▽

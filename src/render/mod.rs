//! Choropleth map output: polygons filled by a numeric table column, with
//! a colorbar legend, title, and source annotation. The renderer consumes
//! the assembled table and never mutates it.

mod color;
mod writer;

use std::io::Write;
use std::path::Path;

use anyhow::{anyhow, Context, Result};
use geo::{BoundingRect, Coord, CoordsIter, LineString, MultiPolygon, Rect};
use polars::frame::DataFrame;
use polars::prelude::*;

use color::{sequential_color, NO_DATA_GRAY};
use writer::SvgWriter;

/// Projection function: map coords -> SVG coords (x, y)
type Projection = dyn Fn(&Coord<f64>) -> (f64, f64);

/// Display parameters for one map figure.
#[derive(Debug, Clone)]
pub struct MapStyle {
    pub width: i32,
    pub margin: i32,
    pub title: String,
    /// Source/assumptions note drawn under the map (embeds the per-capita
    /// constant used for the run).
    pub annotation: String,
}

impl MapStyle {
    pub fn new(title: impl Into<String>, annotation: impl Into<String>) -> Self {
        Self { width: 1000, margin: 12, title: title.into(), annotation: annotation.into() }
    }
}

/// Reserved vertical space under the map for legend + annotation.
const FOOTER_HEIGHT: f64 = 64.0;
const LEGEND_SWATCHES: usize = 48;
const LEGEND_WIDTH: f64 = 240.0;
const LEGEND_HEIGHT: f64 = 12.0;

/// Render a choropleth SVG of `geoms` filled by the numeric column
/// `series` of `data` (row-aligned with the geometry), normalized to the
/// column's min/max. Null rows draw gray.
pub fn render_choropleth(
    path: &Path,
    geoms: &[MultiPolygon<f64>],
    data: &DataFrame,
    series: &str,
    style: &MapStyle,
) -> Result<()> {
    let bounds = total_bounds(geoms)
        .ok_or_else(|| anyhow!("[render] no geometry to draw"))?;

    let colors = compute_fill_colors(data, series, geoms.len())?;

    let margin = style.margin as f64;
    let width = style.width as f64;
    let scale = (width - 2.0 * margin) / bounds.width();
    let map_height = bounds.height() * scale + 2.0 * margin;
    let height = map_height + FOOTER_HEIGHT;

    // Map coords -> SVG coords (preserve aspect, Y down), leaving headroom
    // for the title.
    let top = margin + 20.0;
    let project = move |coord: &Coord<f64>| -> (f64, f64) {
        let x = margin + (coord.x - bounds.min().x) * scale;
        let y = top + (bounds.max().y - coord.y) * scale;
        (x, y)
    };

    let mut writer = SvgWriter::new(path)?;
    writer.write_header(width, height + 20.0)?;
    writer.write_styles()?;

    writeln!(
        writer,
        r##"<text class="title" x="{margin}" y="{y}">{title}</text>"##,
        y = margin + 6.0,
        title = escape_text(&style.title),
    )?;

    draw_polygons_with_fill(&mut writer, geoms, &colors, &project)?;

    let (min_val, max_val) = series_range(data, series)?;
    draw_legend(&mut writer, margin, map_height + 24.0, min_val, max_val)?;

    writeln!(
        writer,
        r##"<text class="note" x="{margin}" y="{y}">{note}</text>"##,
        y = map_height + 24.0 + LEGEND_HEIGHT + 24.0,
        note = escape_text(&style.annotation),
    )?;

    writer.write_footer()?;
    writer.flush()?;

    Ok(())
}

/// Bounding box of every geometry.
fn total_bounds(geoms: &[MultiPolygon<f64>]) -> Option<Rect<f64>> {
    let mut rects = geoms.iter().filter_map(|geom| geom.bounding_rect());
    let first = rects.next()?;
    Some(rects.fold(first, |acc, rect| {
        Rect::new(
            Coord { x: acc.min().x.min(rect.min().x), y: acc.min().y.min(rect.min().y) },
            Coord { x: acc.max().x.max(rect.max().x), y: acc.max().y.max(rect.max().y) },
        )
    }))
}

/// Min/max of the series used to normalize fills and label the legend.
fn series_range(data: &DataFrame, series: &str) -> Result<(f64, f64)> {
    let column = data.column(series)
        .with_context(|| format!("[render] missing column {:?}", series))?;
    let column = if column.dtype() != &DataType::Float64 {
        column.cast(&DataType::Float64)?
    } else {
        column.clone()
    };
    let values = column.f64()
        .with_context(|| format!("[render] column {:?} is not numeric", series))?;

    let min_val = values.min()
        .ok_or_else(|| anyhow!("[render] no non-null values in series {:?}", series))?;
    let max_val = values.max()
        .ok_or_else(|| anyhow!("[render] no non-null values in series {:?}", series))?;

    Ok((min_val, max_val))
}

/// Compute a choropleth fill for each row of the series column.
/// Returns one hex color string per geometry; nulls get the no-data gray.
fn compute_fill_colors(data: &DataFrame, series: &str, expected: usize) -> Result<Vec<String>> {
    let (min_val, max_val) = series_range(data, series)?;
    let range = if max_val > min_val { max_val - min_val } else { 1.0 };

    let column = data.column(series)?.cast(&DataType::Float64)?;
    let values = column.f64()?;

    anyhow::ensure!(
        values.len() == expected,
        "[render] {} series values for {} geometries",
        values.len(),
        expected,
    );

    Ok(values.into_iter()
        .map(|v_opt| match v_opt {
            Some(v) => sequential_color(((v - min_val) / range).clamp(0.0, 1.0)).to_string(),
            None => NO_DATA_GRAY.to_string(),
        })
        .collect())
}

/// Draw polygons with specified fill colors.
fn draw_polygons_with_fill(
    writer: &mut impl Write,
    polygons: &[MultiPolygon<f64>],
    colors: &[String],
    project: &Projection,
) -> Result<()> {
    for (polygon, fill) in polygons.iter().zip(colors.iter()) {
        writeln!(
            writer,
            r##"<path class="blk" fill-rule="evenodd" d="{}" style="fill:{}"/>"##,
            multipolygon_to_path(polygon, project),
            fill,
        )?;
    }
    Ok(())
}

/// Colorbar legend: a strip of ramp swatches with min/max labels.
fn draw_legend(writer: &mut impl Write, x: f64, y: f64, min_val: f64, max_val: f64) -> Result<()> {
    let step = LEGEND_WIDTH / LEGEND_SWATCHES as f64;
    for i in 0..LEGEND_SWATCHES {
        let t = i as f64 / (LEGEND_SWATCHES - 1) as f64;
        writeln!(
            writer,
            r##"<rect x="{:.2}" y="{y:.2}" width="{:.2}" height="{LEGEND_HEIGHT}" style="fill:{}"/>"##,
            x + i as f64 * step,
            step + 0.5, // overlap a hair so no seams show
            sequential_color(t),
        )?;
    }
    writeln!(
        writer,
        r##"<text class="legend" x="{x:.2}" y="{:.2}">{:.1}</text>"##,
        y + LEGEND_HEIGHT + 12.0,
        min_val,
    )?;
    writeln!(
        writer,
        r##"<text class="legend" x="{:.2}" y="{:.2}" text-anchor="end">{:.1}</text>"##,
        x + LEGEND_WIDTH,
        y + LEGEND_HEIGHT + 12.0,
        max_val,
    )?;
    Ok(())
}

/// Build a compact SVG path string for a MultiPolygon (exteriors + holes).
fn multipolygon_to_path(shape: &MultiPolygon<f64>, project: &Projection) -> String {
    let mut out = String::new();

    for polygon in &shape.0 {
        out.push_str(&ring_to_path(polygon.exterior(), project));
        for interior in polygon.interiors() {
            out.push_str(&ring_to_path(interior, project));
        }
    }

    out
}

/// Build a compact SVG path string for a LineString (ring).
fn ring_to_path(ring: &LineString<f64>, project: &Projection) -> String {
    let mut out = String::new();

    let mut coords = ring.coords_iter().map(|coord| project(&coord));
    if let Some((x, y)) = coords.next() {
        out.push_str(&format!(" M{x:.3},{y:.3}"));
        for (x, y) in coords {
            out.push_str(&format!(" L{x:.3},{y:.3}"));
        }
        out.push('Z');
    }

    out
}

/// Minimal XML text escaping for titles and annotations.
fn escape_text(s: &str) -> String {
    s.replace('&', "&amp;").replace('<', "&lt;").replace('>', "&gt;")
}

△

**What you will do**
Every line above must be repeated exactly as it appears.

**Exercise answer**
filename src/render/mod.rs
//! Choropleth map output: polygons filled by a numeric table column, with
//! a colorbar legend, title, and source annotation. The renderer consumes
//! the assembled table and never mutates it.

mod color;
mod writer;

use std::io::Write;
use std::path::Path;

use anyhow::{anyhow, Context, Result};
use geo::{BoundingRect, Coord, CoordsIter, LineString, MultiPolygon, Rect};
use polars::frame::DataFrame;
use polars::prelude::*;

use color::{sequential_color, NO_DATA_GRAY};
use writer::SvgWriter;

/// Projection function: map coords -> SVG coords (x, y)
type Projection = dyn Fn(&Coord<f64>) -> (f64, f64);

/// Display parameters for one map figure.
#[derive(Debug, Clone)]
pub struct MapStyle {
    pub width: i32,
    pub margin: i32,
    pub title: String,
    /// Source/assumptions note drawn under the map (embeds the per-capita
    /// constant used for the run).
    pub annotation: String,
}

impl MapStyle {
    pub fn new(title: impl Into<String>, annotation: impl Into<String>) -> Self {
        Self { width: 1000, margin: 12, title: title.into(), annotation: annotation.into() }
    }
}

/// Reserved vertical space under the map for legend + annotation.
const FOOTER_HEIGHT: f64 = 64.0;
const LEGEND_SWATCHES: usize = 48;
const LEGEND_WIDTH: f64 = 240.0;
const LEGEND_HEIGHT: f64 = 12.0;

/// Render a choropleth SVG of `geoms` filled by the numeric column
/// `series` of `data` (row-aligned with the geometry), normalized to the
/// column's min/max. Null rows draw gray.
pub fn render_choropleth(
    path: &Path,
    geoms: &[MultiPolygon<f64>],
    data: &DataFrame,
    series: &str,
    style: &MapStyle,
) -> Result<()> {
    let bounds = total_bounds(geoms)
        .ok_or_else(|| anyhow!("[render] no geometry to draw"))?;

    let colors = compute_fill_colors(data, series, geoms.len())?;

    let margin = style.margin as f64;
    let width = style.width as f64;
    let scale = (width - 2.0 * margin) / bounds.width();
    let map_height = bounds.height() * scale + 2.0 * margin;
    let height = map_height + FOOTER_HEIGHT;

    // Map coords -> SVG coords (preserve aspect, Y down), leaving headroom
    // for the title.
    let top = margin + 20.0;
    let project = move |coord: &Coord<f64>| -> (f64, f64) {
        let x = margin + (coord.x - bounds.min().x) * scale;
        let y = top + (bounds.max().y - coord.y) * scale;
        (x, y)
    };

    let mut writer = SvgWriter::new(path)?;
    writer.write_header(width, height + 20.0)?;
    writer.write_styles()?;

    writeln!(
        writer,
        r##"<text class="title" x="{margin}" y="{y}">{title}</text>"##,
        y = margin + 6.0,
        title = escape_text(&style.title),
    )?;

    draw_polygons_with_fill(&mut writer, geoms, &colors, &project)?;

    let (min_val, max_val) = series_range(data, series)?;
    draw_legend(&mut writer, margin, map_height + 24.0, min_val, max_val)?;

    writeln!(
        writer,
        r##"<text class="note" x="{margin}" y="{y}">{note}</text>"##,
        y = map_height + 24.0 + LEGEND_HEIGHT + 24.0,
        note = escape_text(&style.annotation),
    )?;

    writer.write_footer()?;
    writer.flush()?;

    Ok(())
}

/// Bounding box of every geometry.
fn total_bounds(geoms: &[MultiPolygon<f64>]) -> Option<Rect<f64>> {
    let mut rects = geoms.iter().filter_map(|geom| geom.bounding_rect());
    let first = rects.next()?;
    Some(rects.fold(first, |acc, rect| {
        Rect::new(
            Coord { x: acc.min().x.min(rect.min().x), y: acc.min().y.min(rect.min().y) },
            Coord { x: acc.max().x.max(rect.max().x), y: acc.max().y.max(rect.max().y) },
        )
    }))
}

/// Min/max of the series used to normalize fills and label the legend.
fn series_range(data: &DataFrame, series: &str) -> Result<(f64, f64)> {
    let column = data.column(series)
        .with_context(|| format!("[render] missing column {:?}", series))?;
    let column = if column.dtype() != &DataType::Float64 {
        column.cast(&DataType::Float64)?
    } else {
        column.clone()
    };
    let values = column.f64()
        .with_context(|| format!("[render] column {:?} is not numeric", series))?;

    let min_val = values.min()
        .ok_or_else(|| anyhow!("[render] no non-null values in series {:?}", series))?;
    let max_val = values.max()
        .ok_or_else(|| anyhow!("[render] no non-null values in series {:?}", series))?;

    Ok((min_val, max_val))
}

/// Compute a choropleth fill for each row of the series column.
/// Returns one hex color string per geometry; nulls get the no-data gray.
fn compute_fill_colors(data: &DataFrame, series: &str, expected: usize) -> Result<Vec<String>> {
    let (min_val, max_val) = series_range(data, series)?;
    let range = if max_val > min_val { max_val - min_val } else { 1.0 };

    let column = data.column(series)?.cast(&DataType::Float64)?;
    let values = column.f64()?;

    anyhow::ensure!(
        values.len() == expected,
        "[render] {} series values for {} geometries",
        values.len(),
        expected,
    );

    Ok(values.into_iter()
        .map(|v_opt| match v_opt {
            Some(v) => sequential_color(((v - min_val) / range).clamp(0.0, 1.0)).to_string(),
            None => NO_DATA_GRAY.to_string(),
        })
        .collect())
}

/// Draw polygons with specified fill colors.
fn draw_polygons_with_fill(
    writer: &mut impl Write,
    polygons: &[MultiPolygon<f64>],
    colors: &[String],
    project: &Projection,
) -> Result<()> {
    for (polygon, fill) in polygons.iter().zip(colors.iter()) {
        writeln!(
            writer,
            r##"<path class="blk" fill-rule="evenodd" d="{}" style="fill:{}"/>"##,
            multipolygon_to_path(polygon, project),
            fill,
        )?;
    }
    Ok(())
}

/// Colorbar legend: a strip of ramp swatches with min/max labels.
fn draw_legend(writer: &mut impl Write, x: f64, y: f64, min_val: f64, max_val: f64) -> Result<()> {
    let step = LEGEND_WIDTH / LEGEND_SWATCHES as f64;
    for i in 0..LEGEND_SWATCHES {
        let t = i as f64 / (LEGEND_SWATCHES - 1) as f64;
        writeln!(
            writer,
            r##"<rect x="{:.2}" y="{y:.2}" width="{:.2}" height="{LEGEND_HEIGHT}" style="fill:{}"/>"##,
            x + i as f64 * step,
            step + 0.5, // overlap a hair so no seams show
            sequential_color(t),
        )?;
    }
    writeln!(
        writer,
        r##"<text class="legend" x="{x:.2}" y="{:.2}">{:.1}</text>"##,
        y + LEGEND_HEIGHT + 12.0,
        min_val,
    )?;
    writeln!(
        writer,
        r##"<text class="legend" x="{:.2}" y="{:.2}" text-anchor="end">{:.1}</text>"##,
        x + LEGEND_WIDTH,
        y + LEGEND_HEIGHT + 12.0,
        max_val,
    )?;
    Ok(())
}

/// Build a compact SVG path string for a MultiPolygon (exteriors + holes).
fn multipolygon_to_path(shape: &MultiPolygon<f64>, project: &Projection) -> String {
    let mut out = String::new();

    for polygon in &shape.0 {
        out.push_str(&ring_to_path(polygon.exterior(), project));
        for interior in polygon.interiors() {
            out.push_str(&ring_to_path(interior, project));
        }
    }

    out
}

/// Build a compact SVG path string for a LineString (ring).
fn ring_to_path(ring: &LineString<f64>, project: &Projection) -> String {
    let mut out = String::new();

    let mut coords = ring.coords_iter().map(|coord| project(&coord));
    if let Some((x, y)) = coords.next() {
        out.push_str(&format!(" M{x:.3},{y:.3}"));
        for (x, y) in coords {
            out.push_str(&format!(" L{x:.3},{y:.3}"));
        }
        out.push('Z');
    }

    out
}

/// Minimal XML text escaping for titles and annotations.
fn escape_text(s: &str) -> String {
    s.replace('&', "&amp;").replace('<', "&lt;").replace('>', "&gt;")
}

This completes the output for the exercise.